*** Opening of Material for this task ***

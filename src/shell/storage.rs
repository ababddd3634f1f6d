//! Storage service menus
//!
//! One menu per resource kind on the storage service: storage pools,
//! server endpoints, storage groups, file systems, and file shares
//! (scoped under their parent file system), plus the `quick` menu that
//! chains a full pool→group→filesystem→share stack in one command.

use crate::client::{model, Connection};
use crate::error::Result;
use crate::provision;
use crate::units::parse_byte_size;
use rustyline::DefaultEditor;

use super::{handle_response, probe, require, run_menu, Flow, Menu};

/// Run the storage-service shell against the controller.
pub async fn run(conn: &Connection) -> Result<()> {
    let mut editor = DefaultEditor::new()?;
    probe(conn).await;
    run_menu(&mut editor, &MainMenu { conn }).await?;
    Ok(())
}

/// A nested menu finished: its `Back` lands the user in this menu,
/// `Exit` keeps unwinding.
fn resume(flow: Flow) -> Flow {
    match flow {
        Flow::Exit => Flow::Exit,
        _ => Flow::Continue,
    }
}

// =============================================================================
// Main Menu
// =============================================================================

struct MainMenu<'a> {
    conn: &'a Connection,
}

impl Menu for MainMenu<'_> {
    fn prompt(&self) -> String {
        "(nnf)".into()
    }

    fn intro(&self) -> &str {
        "Command Interpreter for the NNF Storage Element Controller"
    }

    fn verbs(&self) -> &'static [(&'static str, &'static str)] {
        &[
            ("pool", "Storage Pool commands"),
            ("server", "Server Endpoint commands"),
            ("group", "Storage Group commands"),
            ("fs", "File System commands"),
            ("quick", "Setup and teardown a full stack at once"),
        ]
    }

    async fn dispatch(
        &self,
        editor: &mut DefaultEditor,
        verb: &str,
        _args: &[&str],
    ) -> Result<Flow> {
        let conn = self.conn;
        let flow = match verb {
            "pool" => run_menu(editor, &StoragePoolMenu { conn }).await?,
            "server" => run_menu(editor, &ServerEndpointMenu { conn }).await?,
            "group" => run_menu(editor, &StorageGroupMenu { conn }).await?,
            "fs" => run_menu(editor, &FileSystemMenu { conn }).await?,
            "quick" => run_menu(editor, &QuickMenu { conn }).await?,
            _ => {
                println!("*** Unknown command: {verb}");
                Flow::Continue
            }
        };
        Ok(resume(flow))
    }
}

// =============================================================================
// Storage Pools
// =============================================================================

struct StoragePoolMenu<'a> {
    conn: &'a Connection,
}

impl Menu for StoragePoolMenu<'_> {
    fn prompt(&self) -> String {
        "(nnf)(storage pool)".into()
    }

    fn intro(&self) -> &str {
        "Create/Get/List/Delete Storage Pools"
    }

    fn verbs(&self) -> &'static [(&'static str, &'static str)] {
        &[
            ("create", "Create a Storage Pool of specific [SIZE = 1GB]"),
            ("put", "Create a Storage Pool of [SIZE] with [POOL ID]"),
            ("get", "Get a Storage Pool by [POOL ID]"),
            ("list", "List Storage Pools"),
            ("delete", "Delete a Storage Pool by [POOL ID]"),
        ]
    }

    async fn dispatch(
        &self,
        _editor: &mut DefaultEditor,
        verb: &str,
        args: &[&str],
    ) -> Result<Flow> {
        match verb {
            "create" => {
                let size = match args.first() {
                    Some(size) => size,
                    None => {
                        println!("No size specified - defaulting to 1GB");
                        "1GB"
                    }
                };
                let bytes = parse_byte_size(size)?;
                let response = self.conn.post("/StoragePools", model::storage_pool(bytes)).await?;
                handle_response(&response);
            }
            "put" => {
                require(args, 2, "put [SIZE] [POOL ID]")?;
                let bytes = parse_byte_size(args[0])?;
                let path = format!("/StoragePools/{}", args[1]);
                let response = self.conn.put(&path, model::storage_pool(bytes)).await?;
                handle_response(&response);
            }
            "get" => {
                require(args, 1, "get [POOL ID]")?;
                let response = self.conn.get(&format!("/StoragePools/{}", args[0])).await?;
                handle_response(&response);
            }
            "list" => {
                let response = self.conn.get("/StoragePools").await?;
                handle_response(&response);
            }
            "delete" => {
                require(args, 1, "delete [POOL ID]")?;
                let response = self.conn.delete(&format!("/StoragePools/{}", args[0])).await?;
                handle_response(&response);
            }
            _ => println!("*** Unknown command: {verb}"),
        }
        Ok(Flow::Continue)
    }
}

// =============================================================================
// Server Endpoints
// =============================================================================

struct ServerEndpointMenu<'a> {
    conn: &'a Connection,
}

impl Menu for ServerEndpointMenu<'_> {
    fn prompt(&self) -> String {
        "(nnf)(server endpoints)".into()
    }

    fn intro(&self) -> &str {
        "Get/List Server Endpoints"
    }

    fn verbs(&self) -> &'static [(&'static str, &'static str)] {
        &[
            ("get", "Get a Server Endpoint by [ENDPOINT ID]"),
            ("list", "List Server Endpoints"),
        ]
    }

    async fn dispatch(
        &self,
        _editor: &mut DefaultEditor,
        verb: &str,
        args: &[&str],
    ) -> Result<Flow> {
        match verb {
            "get" => {
                require(args, 1, "get [ENDPOINT ID]")?;
                let response = self.conn.get(&format!("/Endpoints/{}", args[0])).await?;
                handle_response(&response);
            }
            "list" => {
                let response = self.conn.get("/Endpoints").await?;
                handle_response(&response);
            }
            _ => println!("*** Unknown command: {verb}"),
        }
        Ok(Flow::Continue)
    }
}

// =============================================================================
// Storage Groups
// =============================================================================

struct StorageGroupMenu<'a> {
    conn: &'a Connection,
}

impl Menu for StorageGroupMenu<'_> {
    fn prompt(&self) -> String {
        "(nnf)(storage group)".into()
    }

    fn intro(&self) -> &str {
        "Create/Get/List/Delete Storage Groups"
    }

    fn verbs(&self) -> &'static [(&'static str, &'static str)] {
        &[
            (
                "create",
                "Create a Storage Group from [STORAGE POOL ID] [SERVER ENDPOINT ID]",
            ),
            ("get", "Get a Storage Group by [STORAGE GROUP ID]"),
            ("list", "List Storage Groups"),
            ("delete", "Delete a Storage Group by [STORAGE GROUP ID]"),
        ]
    }

    async fn dispatch(
        &self,
        _editor: &mut DefaultEditor,
        verb: &str,
        args: &[&str],
    ) -> Result<Flow> {
        match verb {
            "create" => {
                require(args, 2, "create [STORAGE POOL ID] [SERVER ENDPOINT ID]")?;
                let payload = model::storage_group(&self.conn.base(), args[0], args[1]);
                let response = self.conn.post("/StorageGroups", payload).await?;
                handle_response(&response);
            }
            "get" => {
                require(args, 1, "get [STORAGE GROUP ID]")?;
                let response = self.conn.get(&format!("/StorageGroups/{}", args[0])).await?;
                handle_response(&response);
            }
            "list" => {
                let response = self.conn.get("/StorageGroups").await?;
                handle_response(&response);
            }
            "delete" => {
                require(args, 1, "delete [STORAGE GROUP ID]")?;
                let response = self.conn.delete(&format!("/StorageGroups/{}", args[0])).await?;
                handle_response(&response);
            }
            _ => println!("*** Unknown command: {verb}"),
        }
        Ok(Flow::Continue)
    }
}

// =============================================================================
// File Systems
// =============================================================================

struct FileSystemMenu<'a> {
    conn: &'a Connection,
}

impl Menu for FileSystemMenu<'_> {
    fn prompt(&self) -> String {
        "(nnf)(file system)".into()
    }

    fn intro(&self) -> &str {
        "Create/Get/List/Delete File Systems"
    }

    fn verbs(&self) -> &'static [(&'static str, &'static str)] {
        &[
            ("create", "Create a File System of [TYPE] [NAME] [STORAGE POOL ID]"),
            ("get", "Get a File System by [FILE SYSTEM ID]"),
            ("list", "List File Systems"),
            ("delete", "Delete a File System by [FILE SYSTEM ID]"),
            ("share", "File Share operations for [FILE SYSTEM ID]"),
        ]
    }

    async fn dispatch(
        &self,
        editor: &mut DefaultEditor,
        verb: &str,
        args: &[&str],
    ) -> Result<Flow> {
        match verb {
            "create" => {
                require(args, 3, "create [TYPE] [NAME] [STORAGE POOL ID]")?;
                let payload = model::file_system(&self.conn.base(), args[0], args[1], args[2]);
                let response = self.conn.post("/FileSystems", payload).await?;
                handle_response(&response);
            }
            "get" => {
                require(args, 1, "get [FILE SYSTEM ID]")?;
                let response = self.conn.get(&format!("/FileSystems/{}", args[0])).await?;
                handle_response(&response);
            }
            "list" => {
                let response = self.conn.get("/FileSystems").await?;
                handle_response(&response);
            }
            "delete" => {
                require(args, 1, "delete [FILE SYSTEM ID]")?;
                let response = self.conn.delete(&format!("/FileSystems/{}", args[0])).await?;
                handle_response(&response);
            }
            "share" => {
                require(args, 1, "share [FILE SYSTEM ID]")?;
                let menu = FileShareMenu {
                    conn: self.conn,
                    fs: args[0].to_string(),
                };
                return Ok(resume(run_menu(editor, &menu).await?));
            }
            _ => println!("*** Unknown command: {verb}"),
        }
        Ok(Flow::Continue)
    }
}

// =============================================================================
// File Shares
// =============================================================================

struct FileShareMenu<'a> {
    conn: &'a Connection,
    /// Parent file system identifier.
    fs: String,
}

impl FileShareMenu<'_> {
    fn path(&self, share: Option<&str>) -> String {
        match share {
            Some(share) => format!("/FileSystems/{}/ExportedFileShares/{}", self.fs, share),
            None => format!("/FileSystems/{}/ExportedFileShares", self.fs),
        }
    }
}

impl Menu for FileShareMenu<'_> {
    fn prompt(&self) -> String {
        "(nnf)(file system)(file share)".into()
    }

    fn intro(&self) -> &str {
        "Create/Get/List/Delete File Shares"
    }

    fn verbs(&self) -> &'static [(&'static str, &'static str)] {
        &[
            (
                "create",
                "Create a File Share to a [SERVER ENDPOINT ID] with [MOUNTPOINT]",
            ),
            ("get", "Get a File Share with [FILE SHARE ID]"),
            ("list", "List File Shares on this File System"),
            ("delete", "Delete a File Share with [FILE SHARE ID]"),
        ]
    }

    async fn dispatch(
        &self,
        _editor: &mut DefaultEditor,
        verb: &str,
        args: &[&str],
    ) -> Result<Flow> {
        match verb {
            "create" => {
                require(args, 2, "create [SERVER ENDPOINT ID] [MOUNTPOINT]")?;
                let payload = model::file_share(&self.conn.base(), args[0], args[1]);
                let response = self.conn.post(&self.path(None), payload).await?;
                handle_response(&response);
            }
            "get" => {
                require(args, 1, "get [FILE SHARE ID]")?;
                let response = self.conn.get(&self.path(Some(args[0]))).await?;
                handle_response(&response);
            }
            "list" => {
                let response = self.conn.get(&self.path(None)).await?;
                handle_response(&response);
            }
            "delete" => {
                require(args, 1, "delete [FILE SHARE ID]")?;
                let response = self.conn.delete(&self.path(Some(args[0]))).await?;
                handle_response(&response);
            }
            _ => println!("*** Unknown command: {verb}"),
        }
        Ok(Flow::Continue)
    }
}

// =============================================================================
// Quick Menu
// =============================================================================

struct QuickMenu<'a> {
    conn: &'a Connection,
}

impl Menu for QuickMenu<'_> {
    fn prompt(&self) -> String {
        "(nnf)(quick)".into()
    }

    fn intro(&self) -> &str {
        "Quick commands to do a bunch of things at once on the controller"
    }

    fn verbs(&self) -> &'static [(&'static str, &'static str)] {
        &[
            ("setup", "Quickly setup a file system of type [TYPE]"),
            ("teardown", "Quickly teardown a system"),
        ]
    }

    async fn dispatch(
        &self,
        _editor: &mut DefaultEditor,
        verb: &str,
        args: &[&str],
    ) -> Result<Flow> {
        match verb {
            "setup" => {
                require(args, 1, "setup [TYPE]")?;
                let plan = provision::quick_setup_plan(&self.conn.base(), args[0]);
                for request in &plan {
                    let response = provision::execute(self.conn, request).await?;
                    handle_response(&response);
                }
            }
            "teardown" => {
                for request in &provision::quick_teardown_plan() {
                    let response = provision::execute(self.conn, request).await?;
                    handle_response(&response);
                }
            }
            _ => println!("*** Unknown command: {verb}"),
        }
        Ok(Flow::Continue)
    }
}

*** Close of Material for this task ***

— Work to complete —
For the word "StorageGroupMenu", please count the lines in the data where it appears and respond with the number only.

— Answer section —
3